Diálogo, consenso, acuerdo

Es tiempo de diálogo, sin duda; pero quizás con diálogo no es suficiente. En el seno de las sociedades democráticas avanzadas, las decisiones importantes requieren un consenso que a menudo puede llegar a tener un alcance importante (en una dictadura, en cambio, no es necesario argumentar gran cosa: la mayoría de decisiones van acompañadas simplemente de coerción). Se argumenta en el Parlamento, pero también en las humildes reuniones de las comunidades de propietarios. Se argumenta en un aula, o en un consejo de administración, o en una mesa de negociación, o en una sentencia judicial, o en un debate entre candidatos. El cambio político más importante que ha experimentado Cataluña en los últimos años tuvo como catalizador principal (aunque no único, por supuesto) la literalidad de una sentencia del Tribunal Constitucional sobre el Estatuto de 2006, hecha pública a principios de verano de 2010. Incluso un simple artículo de opinión -recordemos el célebre «J’accuse» a finales del XIX- a veces es capaz de sacudir la conciencia de todo un país y provocar cambios sociales de gran alcance.
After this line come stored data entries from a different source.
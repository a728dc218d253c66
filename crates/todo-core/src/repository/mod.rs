//! Repository Layer
//!
//! Whole-collection persistence over a key-value store.

mod traits;
mod codec;
mod memory;
mod json_repo;


pub use traits::{KeyValueStore, Repository};
pub use codec::{decode, encode};
pub use memory::MemoryStore;
pub use json_repo::JsonRepository;
//! Todo Footer Component

use leptos::prelude::*;

use crate::display;
use crate::store::{use_app_store, AppStateStoreFields};

/// Item and completion counts
#[component]
pub fn TodoFooter() -> impl IntoView {
    let store = use_app_store();

    view! {
        <p class="item-count">{move || display::summary(store.session().read().todos())}</p>
    }
}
Uno de los principales objetivos del periodismo moderno es el análisis de cuestiones políticas referidas a polémicas actuales e inmediatas (parlamentarias, partidistas, institucionales, ideológicas, etc.). Las directrices agrarias practicadas durante el Imperio Austrohúngaro constituyen, sin duda, una cuestión política, pero hoy difícilmente serían objeto de polémica porque no forman parte de la actualidad. La focalización de la polémica en clave de actualidad es inherente a la misma inercia informativa. Paradójicamente, estos análisis suelen hacer abstracción de las condiciones de posibilidad que permitirían dirimir y cerrar -o no- determinadas confrontaciones dialécticas. A menudo menospreciamos la cuestión de si es realmente posible -o no- llegar a un consenso, y lo hacemos en nombre de una agenda… que caduca al cabo de unas horas.
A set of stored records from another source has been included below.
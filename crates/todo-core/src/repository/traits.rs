//! Repository Layer - Core Traits
//!
//! Defines the abstract interfaces for data access.
//! Implementations can use browser storage, in-memory maps, etc.

use crate::domain::{Entity, DomainResult};

/// String key-value backend, shaped after the browser `Storage` API
pub trait KeyValueStore {
    /// Read the value stored under `key`, `None` if absent
    fn get_item(&self, key: &str) -> DomainResult<Option<String>>;

    /// Store `value` under `key`, replacing any previous value
    fn set_item(&self, key: &str, value: &str) -> DomainResult<()>;
}

/// Whole-collection repository
///
/// The collection is always read and written in one piece; there is no
/// per-entity access.
pub trait Repository<T: Entity> {
    /// Load the full collection (empty if nothing was saved yet)
    fn load(&self) -> DomainResult<Vec<T>>;

    /// Replace the stored collection
    fn save(&self, entities: &[T]) -> DomainResult<()>;
}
En nuestro contexto político, en las circunstancias que vivimos, ¿es posible iniciar hoy un diálogo honesto? Quisiera pensar que sí. ¿Y es también posible hacerlo desembocar en un consenso sobre cuestiones de fondo, o incluso en un verdadero acuerdo programático que no vaya a remolque de contingencias relacionadas con la actualidad? Esto ya es otra historia. Hay pocas cosas más fáciles que simular un consenso, o hacer ver que se ha llegado a un gran acuerdo. A la hora de la verdad, en todo caso, la precariedad del consenso acaba aflorando. Sólo es cuestión de tiempo. En el caso de las relaciones entre Cataluña y España, ¿qué habría que consensuar, más allá del corto plazo? Es decir: ¿cuál es el verdadero sustrato del conflicto, el que lo motiva en un sentido profundo, estructuralmente? El punto más importante -pero no el único- está relacionado con la noción de sujeto político. Entender que Cataluña es un sujeto político, o bien considerar que sólo es una parte de otro sujeto político que lo contiene, no es de ninguna manera lo mismo. Esto lo condiciona todo. De hecho, la sentencia contra el Estatuto de 2006 se ensañaba justamente con su preámbulo porque planteaba la existencia un sujeto político diferenciado y, en consecuencia, legitimaba a largo plazo la posibilidad de autodeterminación.

Admito que una deliberación de estas características, referida a una abstracción que no forma parte de la rabiosa actualidad, no se resolverá con media docena de reuniones de carácter ejecutivo, ni tampoco con cincuenta. En todo caso, el tema nuclear, el fondo del fondo de la discusión, no es otro que éste. Y todavía hay un aspecto previo que hace referencia a la misma legitimidad -¡o incluso a la legalidad!- de un diálogo de este tipo en sede parlamentaria (Carme Forcadell está en prisión acusada justamente de eso). Este aspecto previo lleva a un bucle que recuerda la admonición estrella de las viejas asambleas universitarias: «¡Primero votamos si hay que votar!». Confusión y parálisis aseguradas. Por eso quiero subrayar de nuevo el adjetivo que he empleado antes en relación al diálogo: honesto. Lo que podría desembocar en una solución satisfactoria para ambas partes está más relacionado hoy con una actitud que con una sofisticada argumentación jurídica o con la esgrima política. Esquivar el bucle no es fácil, ni apetece: todo el mundo puede salir dañado y quedar mal -y perder el cargo-. De hecho, los grandes estadistas que gestionaron la victoria de la Segunda Guerra Mundial en el siglo XX -Churchill, De Gaulle, Adenauer- a menudo quedaron mal con sus electores -y, como Churchill, perdieron el cargo- en nombre del largo plazo. En nombre de la Historia con hache mayúscula, de hecho. Pero eso ya es pedir demasiado, supongo.